Saved entries:
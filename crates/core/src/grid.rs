//! Grid module - the playfield of settled blocks
//!
//! The grid is a 10x20 buffer of color indices (0 = empty, 1-7 = block).
//! Uses a flat row-major array: no allocation, dimensions never change.
//! Coordinates: (x, y) where x ranges 0..9 (left to right), y ranges 0..19 (top to bottom).
//!
//! Bounds are total: any coordinate outside the grid counts as blocked, in
//! both axes, so a piece can never slip past the floor or a wall.

use arrayvec::ArrayVec;

use crate::piece::Matrix;
use crate::types::{Cell, EMPTY, GRID_HEIGHT, GRID_WIDTH, MAX_COLOR};

const W: usize = GRID_WIDTH as usize;
const H: usize = GRID_HEIGHT as usize;

/// Total number of cells on the grid
const GRID_SIZE: usize = W * H;

/// Row indices removed by one sweep, bottom to top.
pub type ClearedRows = ArrayVec<usize, H>;

/// The playfield - 10 columns x 20 rows
#[derive(Debug, Clone, PartialEq, Eq, Hash)]
pub struct Grid {
    /// Row-major cells (y * WIDTH + x)
    cells: [Cell; GRID_SIZE],
}

impl Grid {
    /// Create a new empty grid
    pub fn new() -> Self {
        Self {
            cells: [EMPTY; GRID_SIZE],
        }
    }

    /// Build a grid from explicit rows.
    ///
    /// Values above the largest color index are stored as empty.
    pub fn from_rows(rows: &[[Cell; W]; H]) -> Self {
        let mut grid = Self::new();
        for (y, row) in rows.iter().enumerate() {
            for (x, &cell) in row.iter().enumerate() {
                grid.cells[y * W + x] = if cell <= MAX_COLOR { cell } else { EMPTY };
            }
        }
        grid
    }

    #[inline(always)]
    fn index(x: i8, y: i8) -> Option<usize> {
        if x < 0 || x >= GRID_WIDTH as i8 || y < 0 || y >= GRID_HEIGHT as i8 {
            return None;
        }
        Some((y as usize) * W + (x as usize))
    }

    pub fn width(&self) -> u8 {
        GRID_WIDTH
    }

    pub fn height(&self) -> u8 {
        GRID_HEIGHT
    }

    /// Get cell at position (x, y)
    /// Returns None if out of bounds
    pub fn get(&self, x: i8, y: i8) -> Option<Cell> {
        Self::index(x, y).map(|idx| self.cells[idx])
    }

    /// Set cell at position (x, y)
    /// Returns false if out of bounds or `cell` is not a valid color index
    pub fn set(&mut self, x: i8, y: i8, cell: Cell) -> bool {
        if cell > MAX_COLOR {
            return false;
        }
        match Self::index(x, y) {
            Some(idx) => {
                self.cells[idx] = cell;
                true
            }
            None => false,
        }
    }

    /// In bounds and holding a block
    pub fn is_occupied(&self, x: i8, y: i8) -> bool {
        matches!(self.get(x, y), Some(c) if c != EMPTY)
    }

    /// Occupied, or outside the grid
    pub fn is_blocked(&self, x: i8, y: i8) -> bool {
        !matches!(self.get(x, y), Some(EMPTY))
    }

    pub fn is_out_of_bounds(&self, x: i8, y: i8) -> bool {
        Self::index(x, y).is_none()
    }

    /// Check if a row has no empty cell
    pub fn is_row_complete(&self, y: usize) -> bool {
        if y >= H {
            return false;
        }
        self.row(y).iter().all(|&cell| cell != EMPTY)
    }

    /// Borrow one row. Panics if `y` is out of range.
    pub fn row(&self, y: usize) -> &[Cell] {
        &self.cells[y * W..(y + 1) * W]
    }

    /// Iterate rows top to bottom
    pub fn rows(&self) -> impl Iterator<Item = &[Cell]> {
        self.cells.chunks_exact(W)
    }

    pub fn cells(&self) -> &[Cell] {
        &self.cells
    }

    /// Remove row `y`: every row above moves down one and an empty row
    /// appears at the top.
    /// Returns false if `y` is out of range.
    pub fn clear_row(&mut self, y: usize) -> bool {
        if y >= H {
            return false;
        }
        // copy_within handles the overlapping ranges.
        self.cells.copy_within(0..y * W, W);
        self.insert_empty_row_at_top();
        true
    }

    /// Zero the top row. Only meaningful right after the rows below were
    /// shifted down by `clear_row`.
    fn insert_empty_row_at_top(&mut self) {
        self.cells[..W].fill(EMPTY);
    }

    /// Remove every complete row, scanning bottom to top.
    ///
    /// After a removal the same index holds what used to be the row above, so
    /// it is examined again before moving up. Returns the removed rows as
    /// indices into the grid as it was before the sweep.
    pub fn sweep(&mut self) -> ClearedRows {
        let mut cleared = ClearedRows::new();
        let mut y = H;
        while y > 0 {
            let row = y - 1;
            if self.is_row_complete(row) {
                self.clear_row(row);
                cleared.push(row - cleared.len());
            } else {
                y -= 1;
            }
        }
        cleared
    }

    /// Does `matrix` placed with its top-left corner at (x, y) overlap a
    /// block or leave the grid?
    pub fn collides(&self, matrix: &Matrix, x: i8, y: i8) -> bool {
        matrix
            .occupied()
            .any(|(dx, dy, _)| self.is_blocked(x + dx, y + dy))
    }

    /// Write every nonzero cell of `matrix` at (x, y) into the grid.
    ///
    /// Cells that fall outside the grid are skipped; returns false if any did.
    pub fn merge(&mut self, matrix: &Matrix, x: i8, y: i8) -> bool {
        let mut all_in = true;
        for (dx, dy, color) in matrix.occupied() {
            all_in &= self.set(x + dx, y + dy, color);
        }
        all_in
    }

    /// Set every cell to `value`.
    /// Returns false (and changes nothing) if `value` is not a valid color index
    pub fn fill(&mut self, value: Cell) -> bool {
        if value > MAX_COLOR {
            return false;
        }
        self.cells.fill(value);
        true
    }

    /// Clear the entire grid
    pub fn clear(&mut self) {
        self.cells.fill(EMPTY);
    }

    /// Count of nonzero cells
    pub fn filled_count(&self) -> usize {
        self.cells.iter().filter(|&&c| c != EMPTY).count()
    }

    /// Copy into a fixed 2D array (snapshot/render format)
    pub fn write_rows(&self, out: &mut [[Cell; W]; H]) {
        for (dst, src) in out.iter_mut().zip(self.rows()) {
            dst.copy_from_slice(src);
        }
    }
}

impl Default for Grid {
    fn default() -> Self {
        Self::new()
    }
}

Goal of the exercise:
Count the lines in the entries above that hold the string "ArrayVec", and give that count without any other text.

Solved exercise:
2